Ovviamente, tale assurdità non faceva che aumentare la loro
colpa agli occhi di Dio.
No, i propri peccati non possono essere trasferiti su qualcun
altro. Solo la stessa persona può lavarseli di dosso con un sincero pentimento.
È il pentimento che segue una sincera autocritica, ad essere il
principale purificatore di un’anima.
Dio ci “pasce” costantemente come Suo “gregge di pecore” (Gesù
usò spesso quest’allegoria) su “pascoli” in Terra. Vuole renderci perfetti,
cosicché diventiamo degni di arricchirLo. E non ci abbandonerà mai, non importa
se vogliamo conoscerLo o no, se lo amiamo o no, se ci sforziamo di diventare
perfetti e unirci a Lui o no.
Avvicinarsi a Lui facendo sforzi d’auto-perfezionamento porta
vera beatitudine al cercatore. I primi contatti con Lui sono particolarmente “pungenti”.
Sempre più lunghi periodi d’unione con Lui portano la più suprema beatitudine.
Questa è la più gran ricompensa per il cercatore che cammina sul sentiero della
ricerca spirituale.
Ma se non obbediamo al Suo Volere, se andiamo nella direzione
opposta, ci condanniamo alla sofferenza. Queste sofferenze sono la “ricompensa”
per la disobbedienza.
E la prima cosa che possiamo fare per salvarci dalla sofferenza
è pentirci.
I neofiti in campo religioso (per i quali Dio non è Realtà
Vivente, ma una qualche entità astratta) potrebbero naturalmente domandare: come
dobbiamo pentirci?
Per esempio, le chiese cattolica e russa ortodossa insistono che
ci si può confessare solo a un prete. Ed è solo dinanzi ad un prete che si può
ottenere la “remissione dei peccati”.
La verità è che in realtà non c’è alcuna “remissione dei peccati”.
È un approccio sbagliato al problema. Il problema del pentimento deve essere
considerato più seriamente — come sbarazzarsi dei vizi, e non come implorare
perdono. Di conseguenza, il meccanismo del pentimento deve essere differente.
Il rito religioso sopra menzionato è adatto solo per bambini,
principianti e adulti facilmente influenzabili.

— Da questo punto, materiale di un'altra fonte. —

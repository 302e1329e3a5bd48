//! Shared types for KHAZNA.
//!
//! These types form the data model used across all modules.
//! They are designed to be stable so that fetch, extract, store,
//! and calc modules can depend on them without circular references.

use chrono::{DateTime, NaiveDate, Utc};
use serde::{Deserialize, Serialize};
use std::fmt;

// ---------------------------------------------------------------------------
// Yield quotes & snapshots
// ---------------------------------------------------------------------------

/// One published observation: the weighted-average accepted yield for a
/// single tenor at a single auction date.
#[derive(Debug, Clone, PartialEq, Serialize, Deserialize)]
pub struct YieldQuote {
    /// Days until maturity (91, 182, 273, 364 are the usual CBE tenors,
    /// but the set is open — whatever the auction publishes).
    pub tenor_days: u32,
    /// Annualized yield in percent (typically 1–100).
    pub yield_percent: f64,
    /// The auction date this quote belongs to.
    pub auction_date: NaiveDate,
}

impl fmt::Display for YieldQuote {
    fn fmt(&self, f: &mut fmt::Formatter<'_>) -> fmt::Result {
        write!(
            f,
            "{}d @ {:.3}% ({})",
            self.tenor_days, self.yield_percent, self.auction_date,
        )
    }
}

/// The complete set of tenor→yield pairs published for one auction date.
#[derive(Debug, Clone, PartialEq, Serialize, Deserialize)]
pub struct YieldCurveSnapshot {
    pub auction_date: NaiveDate,
    /// Quotes sharing `auction_date`, ascending by tenor for display.
    pub quotes: Vec<YieldQuote>,
}

impl fmt::Display for YieldCurveSnapshot {
    fn fmt(&self, f: &mut fmt::Formatter<'_>) -> fmt::Result {
        let pairs: Vec<String> = self
            .quotes
            .iter()
            .map(|q| format!("{}d={:.3}%", q.tenor_days, q.yield_percent))
            .collect();
        write!(f, "[{}] {}", self.auction_date, pairs.join(" | "))
    }
}

impl YieldCurveSnapshot {
    /// Build a snapshot from (tenor, yield) pairs, stamping every quote
    /// with the given auction date and sorting ascending by tenor.
    pub fn from_pairs(auction_date: NaiveDate, pairs: Vec<(u32, f64)>) -> Self {
        let mut quotes: Vec<YieldQuote> = pairs
            .into_iter()
            .map(|(tenor_days, yield_percent)| YieldQuote {
                tenor_days,
                yield_percent,
                auction_date,
            })
            .collect();
        quotes.sort_by_key(|q| q.tenor_days);
        Self {
            auction_date,
            quotes,
        }
    }

    /// The built-in bootstrap snapshot, used when the store has never
    /// been written. Reference values from a published CBE auction.
    pub fn fallback() -> Self {
        Self::from_pairs(
            Utc::now().date_naive(),
            vec![(91, 29.108), (182, 28.274), (273, 27.184), (364, 25.230)],
        )
    }

    /// Look up the yield for a specific tenor.
    pub fn yield_for(&self, tenor_days: u32) -> Option<f64> {
        self.quotes
            .iter()
            .find(|q| q.tenor_days == tenor_days)
            .map(|q| q.yield_percent)
    }

    /// All tenors in this snapshot, ascending.
    pub fn tenors(&self) -> Vec<u32> {
        let mut t: Vec<u32> = self.quotes.iter().map(|q| q.tenor_days).collect();
        t.sort_unstable();
        t
    }

    pub fn is_empty(&self) -> bool {
        self.quotes.is_empty()
    }
}

// ---------------------------------------------------------------------------
// Fetch outcome taxonomy
// ---------------------------------------------------------------------------

/// Classification of one acquisition attempt.
#[derive(Debug, Clone, Copy, PartialEq, Eq, Serialize, Deserialize)]
#[serde(rename_all = "SCREAMING_SNAKE_CASE")]
pub enum FetchStatus {
    /// A fresh snapshot was extracted and persisted.
    Success,
    /// Page reachable, but no new auction results published. Informational.
    NoDataFound,
    /// The anchor-based extraction assumptions no longer hold — the
    /// upstream layout drifted and the extraction logic needs maintenance.
    StructureChanged,
    /// Network / timeout / automation-session failure. Retry later.
    TransportError,
    /// Catch-all for parsing or runtime faults.
    UnexpectedError,
}

impl fmt::Display for FetchStatus {
    fn fmt(&self, f: &mut fmt::Formatter<'_>) -> fmt::Result {
        match self {
            FetchStatus::Success => write!(f, "SUCCESS"),
            FetchStatus::NoDataFound => write!(f, "NO_DATA_FOUND"),
            FetchStatus::StructureChanged => write!(f, "STRUCTURE_CHANGED"),
            FetchStatus::TransportError => write!(f, "TRANSPORT_ERROR"),
            FetchStatus::UnexpectedError => write!(f, "UNEXPECTED_ERROR"),
        }
    }
}

/// The tagged result of one acquisition attempt. Exactly one of
/// `snapshot` (on Success) or the explanatory `message` is meaningful.
#[derive(Debug, Clone, Serialize, Deserialize)]
pub struct FetchOutcome {
    pub status: FetchStatus,
    pub snapshot: Option<YieldCurveSnapshot>,
    pub message: String,
    pub fetched_at: Option<DateTime<Utc>>,
}

impl fmt::Display for FetchOutcome {
    fn fmt(&self, f: &mut fmt::Formatter<'_>) -> fmt::Result {
        match &self.snapshot {
            Some(s) => write!(f, "{}: {}", self.status, s),
            None => write!(f, "{}: {}", self.status, self.message),
        }
    }
}

impl FetchOutcome {
    /// A successful outcome carrying the freshly extracted snapshot.
    pub fn success(snapshot: YieldCurveSnapshot) -> Self {
        Self {
            status: FetchStatus::Success,
            snapshot: Some(snapshot),
            message: "Data updated successfully".to_string(),
            fetched_at: Some(Utc::now()),
        }
    }

    /// A failure outcome of the given kind. Never carries a snapshot.
    pub fn failure(status: FetchStatus, message: impl Into<String>) -> Self {
        debug_assert!(status != FetchStatus::Success);
        Self {
            status,
            snapshot: None,
            message: message.into(),
            fetched_at: Some(Utc::now()),
        }
    }

    pub fn is_success(&self) -> bool {
        self.status == FetchStatus::Success
    }
}

impl From<FetchError> for FetchOutcome {
    fn from(err: FetchError) -> Self {
        FetchOutcome::failure(err.status(), err.to_string())
    }
}

// ---------------------------------------------------------------------------
// Error types
// ---------------------------------------------------------------------------

/// Domain-specific errors for the fetch pipeline.
///
/// Every pipeline stage returns these; the orchestrator converts them
/// into a `FetchOutcome` at its boundary so nothing propagates to the
/// interactive surface as an uncaught fault.
#[derive(Debug, thiserror::Error)]
pub enum FetchError {
    #[error("Transport failure: {0}")]
    Transport(String),

    #[error("Page structure changed: {0}")]
    StructureChanged(String),

    #[error("No auction data found: {0}")]
    NoData(String),

    #[error("Unexpected failure: {0}")]
    Unexpected(String),
}

impl FetchError {
    /// The outcome status this error maps to.
    pub fn status(&self) -> FetchStatus {
        match self {
            FetchError::Transport(_) => FetchStatus::TransportError,
            FetchError::StructureChanged(_) => FetchStatus::StructureChanged,
            FetchError::NoData(_) => FetchStatus::NoDataFound,
            FetchError::Unexpected(_) => FetchStatus::UnexpectedError,
        }
    }
}

// ---------------------------------------------------------------------------
// Tests
// ---------------------------------------------------------------------------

In alcune chiese protestanti, il meccanismo della penitenza è
organizzato molto meglio. Dopo le necessarie preparazioni, i credenti si pentono
dinanzi al Dio Vivente, senza intermediari. La solennità della situazione e la
preghiera della congregazione contribuiscono ad aumentare d’intensità l’emozione
del pentimento.
Ma non tutte le persone hanno accesso a tali comunità o a
consiglieri spirituali veramente saggi, che sanno spiegare di cosa ci si deve
pentire e come. Quindi ora discuteremo le basi del lavoro penitenziale compiuto
su se stessi.
Prima di tutto, si devono comprendere gli elementi fondamentali
della filosofia religiosa: cosa è Dio, cosa è l’Evoluzione, qual è lo scopo
della vita. Partendo da ciò, diventa chiaro perché dobbiamo lavorare su noi
stessi, a quale ideale dobbiamo aspirare, che qualità coltivare e di quali
sbarazzarci, cosa è veramente un vizio e cosa è considerato tale solo dalla
gente e non da Dio. A tal fine, è bene iniziare studiando le parole di Gesù e
imparando a distinguere da esse quello che la gente ha fantasticato in materia
di cristianità. “… Imparate da Me…” (Matteo, 11:29), disse Gesù.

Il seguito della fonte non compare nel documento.